Strobes, or at least the ones I have, also have a more pleasing white balance right out of the box. Speedlights are kind of natively blue-ish in color, while strobes are closer to warmer white light.

You can always use color filters on speedlights though to change that.

The benefit of speedlights is obviously the convenience. They're battery powered, can completely cordless, and are portable.
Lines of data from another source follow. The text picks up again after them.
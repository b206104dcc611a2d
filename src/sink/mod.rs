//! Persistence of finished audits.
//!
//! Each sink is opened, written and closed on its own; a failing sink is logged and recorded in
//! the [`PersistReport`] without affecting the others or the printed report.

mod jsonl;
mod mongo;

pub use jsonl::JsonlSink;
pub use mongo::MongoSink;

use std::time::Duration;

use async_trait::async_trait;
use serde::Serialize;
use serde_json::{json, Value};
use tokio_util::sync::CancellationToken;
use tracing::{info, warn};

use crate::audit::AuditRecord;
use crate::errors::{AuditError, AuditResult};

#[async_trait]
pub trait Sink: Send {
    fn name(&self) -> &str;

    /// Establishes the connection for one persistence pass.
    async fn open(&mut self) -> AuditResult<()>;

    async fn save(&mut self, collection: &str, document: &Value) -> AuditResult<()>;

    async fn save_many(&mut self, collection: &str, documents: &[Value]) -> AuditResult<()> {
        for document in documents {
            self.save(collection, document).await?;
        }
        Ok(())
    }

    async fn close(&mut self) -> AuditResult<()>;
}

/// Destination names shared by all sinks.
#[derive(Clone, Debug, PartialEq, Eq)]
pub struct Collections {
    pub events: String,
    pub summary: String,
}

impl Default for Collections {
    fn default() -> Self {
        Self {
            events: "audit_events".to_string(),
            summary: "audit_summaries".to_string(),
        }
    }
}

#[derive(Clone, Debug, Default, Serialize)]
pub struct SinkOutcome {
    pub sink: String,
    pub events_written: usize,
    pub summary_written: bool,
    pub errors: Vec<String>,
}

impl SinkOutcome {
    pub fn is_ok(&self) -> bool {
        self.errors.is_empty()
    }
}

#[derive(Clone, Debug, Default, Serialize)]
pub struct PersistReport {
    pub outcomes: Vec<SinkOutcome>,
}

impl PersistReport {
    pub fn all_ok(&self) -> bool {
        self.outcomes.iter().all(SinkOutcome::is_ok)
    }
}

/// One document per captured event, stamped with the session id.
pub fn event_documents(record: &AuditRecord) -> Result<Vec<Value>, serde_json::Error> {
    record
        .events
        .iter()
        .map(|event| {
            let mut doc = serde_json::to_value(event)?;
            if let Value::Object(map) = &mut doc {
                map.insert("sessionId".into(), json!(record.session_id));
            }
            Ok(doc)
        })
        .collect()
}

/// The summary plus the session metadata it belongs to.
pub fn summary_document(record: &AuditRecord) -> Result<Value, serde_json::Error> {
    let mut doc = serde_json::to_value(&record.summary)?;
    if let Value::Object(map) = &mut doc {
        map.insert("sessionId".into(), json!(record.session_id));
        map.insert("targetUrl".into(), json!(record.target_url));
        map.insert("startedAt".into(), serde_json::to_value(record.started_at)?);
        map.insert("finishedAt".into(), serde_json::to_value(record.finished_at)?);
        map.insert("interrupted".into(), json!(record.walk.interrupted));
        map.insert("visits".into(), serde_json::to_value(&record.walk.visits)?);
    }
    Ok(doc)
}

/// Opens and immediately closes every sink so connection problems surface before the walk.
pub async fn probe(sinks: &mut [Box<dyn Sink>]) -> AuditResult<()> {
    for sink in sinks.iter_mut() {
        sink.open()
            .await
            .map_err(|err| AuditError::setup(format!("sink {} unavailable: {err}", sink.name())))?;
        if let Err(err) = sink.close().await {
            warn!(target: "siteaudit::sink", sink = sink.name(), %err, "close after probe failed");
        }
    }
    Ok(())
}

/// Upper bound on closing a sink, so a dead connection cannot hold the process open.
const CLOSE_GRACE: Duration = Duration::from_secs(2);

/// Writes the raw events and the summary to every sink. Never fails.
///
/// Cancelling `cancel` abandons the sink being written (it is still closed) and skips the rest;
/// both are reported as errors.
pub async fn persist(
    record: &AuditRecord,
    sinks: &mut [Box<dyn Sink>],
    collections: &Collections,
    cancel: &CancellationToken,
) -> PersistReport {
    let mut report = PersistReport::default();
    if sinks.is_empty() {
        return report;
    }

    let events = event_documents(record);
    let summary = summary_document(record);

    for sink in sinks.iter_mut() {
        let mut outcome = SinkOutcome {
            sink: sink.name().to_string(),
            ..SinkOutcome::default()
        };

        if cancel.is_cancelled() {
            outcome.errors.push("persistence interrupted before this sink".to_string());
            report.outcomes.push(outcome);
            continue;
        }

        let opened = tokio::select! {
            biased;
            _ = cancel.cancelled() => None,
            result = sink.open() => Some(result),
        };
        match opened {
            None => note(
                &mut outcome,
                AuditError::persistence(sink.name(), "connection", "interrupted"),
            ),
            Some(Err(err)) => note(&mut outcome, err),
            Some(Ok(())) => {
                let finished = tokio::select! {
                    biased;
                    _ = cancel.cancelled() => false,
                    _ = write(&mut **sink, &events, &summary, collections, &mut outcome) => true,
                };
                if !finished {
                    note(
                        &mut outcome,
                        AuditError::persistence(sink.name(), "documents", "interrupted"),
                    );
                }
            }
        }

        match tokio::time::timeout(CLOSE_GRACE, sink.close()).await {
            Ok(Ok(())) => {}
            Ok(Err(err)) => note(&mut outcome, err),
            Err(_) => note(
                &mut outcome,
                AuditError::persistence(sink.name(), "connection", "close timed out"),
            ),
        }

        if outcome.is_ok() {
            info!(
                target: "siteaudit::sink",
                sink = %outcome.sink,
                events = outcome.events_written,
                "audit persisted"
            );
        }
        report.outcomes.push(outcome);
    }
    report
}

async fn write(
    sink: &mut dyn Sink,
    events: &Result<Vec<Value>, serde_json::Error>,
    summary: &Result<Value, serde_json::Error>,
    collections: &Collections,
    outcome: &mut SinkOutcome,
) {
    match events {
        Err(err) => note(outcome, AuditError::persistence(sink.name(), "events", err)),
        Ok(docs) if docs.is_empty() => {}
        Ok(docs) => match sink.save_many(&collections.events, docs).await {
            Ok(()) => outcome.events_written = docs.len(),
            Err(err) => note(outcome, err),
        },
    }
    match summary {
        Err(err) => note(outcome, AuditError::persistence(sink.name(), "summary", err)),
        Ok(doc) => match sink.save(&collections.summary, doc).await {
            Ok(()) => outcome.summary_written = true,
            Err(err) => note(outcome, err),
        },
    }
}

fn note(outcome: &mut SinkOutcome, err: AuditError) {
    warn!(target: "siteaudit::sink", sink = %outcome.sink, %err, "persistence failed");
    outcome.errors.push(err.to_string());
}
If you are going to be photographing in a small space and if you also want to be able to bring the flash with you on trips, get a speedlight.


----------



## cgipson1 (Jan 20, 2013)

A speedlight is a strobe.. the main difference between studio strobes  and speedlights are power , size and power source. Speedlights are very  portable, less powerful, slower to recycle, have more limited light  modifier options, and are more expensive than some monolights. It really  depends on what you need... and if you don't know what you need, maybe  you should wait on buying until you do.

please see > Speedlights vs. Studio Strobes?AdoramaTV from Adorama Learning Center on the difference between studio strobes and speedlights.

If a speedlight has adequate power to drive the modifier of your choice, it will do fine for still life photography.

Some still lifes are done with one light, some are done with one light  and a reflector... some are done with multiple lights, flags, and  reflectors.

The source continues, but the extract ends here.